Kommentar von Emran Feroz

Besonders kritisch berichten Medien über das jüngste Massaker des US-Militärs im Jemen. Solche Einsätze sind aber schon seit Jahren Alltag.

Demonstranten verbrennen einen Drohnennachbau in den US-Farben in der jemenitischen Hauptstadt Sana'a Foto: reuters

B ereits in den ersten Tagen seiner Amtszeit hat US-Präsident Donald Trump zahlreiche unschuldige Menschen auf dem Gewissen. In der Nacht zum 29. Januar kamen im Namen der Terrorbekämpfung bei einer Spezialoperation im Jemen mindestens 25 Menschen durch eine US-Spezialeinheit ums Leben. Laut dem in London ansässigen ­Bureau of Investigative Journalism wurden bei dem Massaker mindestens neun Kinder getötet. Das jüngste Opfer war erst drei Monate alt.

Unter den Todesopfern befand sich auch die achtjährige Nawaar al-­Awlaki. Al-Awlaki ist kein unbekannter Name: Der Vater des getöteten Mädchens, ­Anwar al-Awlaki, war ein bekannter amerikanisch-jemenitischer Prediger, der sich später radikalisierte und al-Qaida nahestand. Im September 2011 wurde er durch einen gezielten Drohnenangriff der CIA im Jemen getötet. Zwei Wochen später brachte eine Drohne auch al-Awlakis Sohn um, den 16-jährigen Abdel-Rahman, sowie dessen 17-jährigen Cousin und weitere Zivilisten.

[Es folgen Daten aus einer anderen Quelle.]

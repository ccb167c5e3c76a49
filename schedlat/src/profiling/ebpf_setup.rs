//! # eBPF Program Loading and Attachment
//!
//! Loads the compiled tracepoint programs and attaches them to the scheduler.
//!
//! ## Functions
//!
//! - [`load_ebpf_program()`] - Load the eBPF object from disk
//! - [`write_config()`] - Store tunables in the `CONFIG` map
//! - [`attach_sched_tracepoints()`] - Attach wake-up and switch hooks
//!
//! ## Attachment Points
//!
//! | Program            | Tracepoint               |
//! |--------------------|--------------------------|
//! | `sched_wakeup`     | `sched/sched_wakeup`     |
//! | `sched_wakeup_new` | `sched/sched_wakeup_new` |
//! | `sched_switch`     | `sched/sched_switch`     |
//!
//! `CONFIG` must be written before attaching: the programs read it on every
//! switch and fall back to defaults for missing keys.

use anyhow::{Context, Result};
use aya::{maps::HashMap, programs::TracePoint, Ebpf};
use aya_log::EbpfLogger;
use log::{info, warn};
use schedlat_common::{
    LatencyConfig, CONFIG_SAMPLE_RATIO, CONFIG_THRESHOLD_NS, CONFIG_WINDOW_NS,
};
use std::path::Path;

use crate::domain::TracerError;

/// Attach order: wake-up hooks before the switch hook
const SCHED_TRACEPOINTS: [&str; 3] = ["sched_wakeup", "sched_wakeup_new", "sched_switch"];

/// Load the eBPF object file
///
/// The object is always built in release mode: debug BPF builds pull in
/// formatting code the BPF linker rejects.
///
/// # Errors
/// Returns an error if the object is missing or the kernel rejects it
pub fn load_ebpf_program(path: &Path) -> Result<Ebpf> {
    if !path.is_file() {
        return Err(TracerError::ObjectNotFound(path.to_path_buf()).into());
    }
    let bpf = Ebpf::load_file(path)
        .map_err(|e| TracerError::EbpfLoadFailed(e.to_string()))
        .with_context(|| format!("Loading {}", path.display()))?;
    Ok(bpf)
}

/// Initialize eBPF logger
pub fn init_ebpf_logger(bpf: &mut Ebpf) {
    if let Err(e) = EbpfLogger::init(bpf) {
        warn!("Failed to initialize eBPF logger: {e}");
    }
}

/// Write throttle window, sampling ratio and threshold into `CONFIG`
///
/// # Errors
/// Returns an error if the map is missing or an insert fails
pub fn write_config(bpf: &mut Ebpf, config: &LatencyConfig) -> Result<()> {
    let mut config_map: HashMap<_, u32, u64> =
        HashMap::try_from(bpf.map_mut("CONFIG").ok_or(TracerError::MapNotFound("CONFIG"))?)
            .map_err(TracerError::from)?;

    config_map.insert(CONFIG_WINDOW_NS, config.window_ns, 0).map_err(TracerError::from)?;
    config_map
        .insert(CONFIG_SAMPLE_RATIO, u64::from(config.sample_ratio), 0)
        .map_err(TracerError::from)?;
    config_map.insert(CONFIG_THRESHOLD_NS, config.threshold_ns, 0).map_err(TracerError::from)?;

    info!(
        "✓ Config: window={}µs ratio=1/{} threshold={}µs",
        config.window_ns / 1_000,
        config.sample_ratio,
        config.threshold_ns / 1_000
    );
    Ok(())
}

/// Load and attach every scheduler tracepoint program
///
/// # Errors
/// Returns [`TracerError::ProbeAttachFailed`] naming the first program that
/// could not be loaded or attached
pub fn attach_sched_tracepoints(bpf: &mut Ebpf) -> Result<()> {
    for name in SCHED_TRACEPOINTS {
        attach_tracepoint(bpf, name).map_err(|e| TracerError::ProbeAttachFailed {
            probe: format!("sched/{name}"),
            error: format!("{e:#}"),
        })?;
        info!("✓ Attached tracepoint: sched/{name}");
    }
    Ok(())
}

fn attach_tracepoint(bpf: &mut Ebpf, name: &str) -> Result<()> {
    let program: &mut TracePoint = bpf
        .program_mut(name)
        .with_context(|| format!("{name} program not found"))?
        .try_into()?;
    program.load()?;
    program.attach("sched", name)?;
    Ok(())
}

Dass nun ein weiteres Kind der Familie al-Awlaki getötet wurde, ist für viele Beobachter und Kenner der Region in seiner Tragik kaum in Worte zu fassen. Laut Nasser al-Awlaki, Abdel-Rahmans und Nawaars Großvater, schoss ein US-Soldat seiner Enkelin ins Genick. Nach zwei qualvollen Stunden verstarb das Mädchen.

Damit hatte eines von Trumps ersten Opfern ein Gesicht. Schon wenige Stunden nach ihrem Tod wurden zahlreiche Bilder des kleinen Mädchens in sozialen Netzwerken verbreitet. Die allerersten Opfer in Trumps „Kampf gegen den Terror“ sind Nawaar und die anderen Jemeniten, die an diesem Tag getötet wurden, allerdings nicht. Bereits in den Tagen zuvor hatte der frisch gekürte US-Präsident mindestens zwei Drohnenangriffe im Jemen abgesegnet. Laut dem Pentagon wurden dabei „mutmaßliche Al-Qaida-Terroristen“ getötet. Ob das stimmt, weiß niemand.

Bild: privat
Emran Feroz

Emran Feroz, geboren 1991, ist Journalist, Blogger und Gründer von Drone Memorial, einer virtuellen Gedenkstätte für zivile Drohnenopfer. Er schreibt regelmäßig für verschiedene deutsch- und englischsprachige Medien.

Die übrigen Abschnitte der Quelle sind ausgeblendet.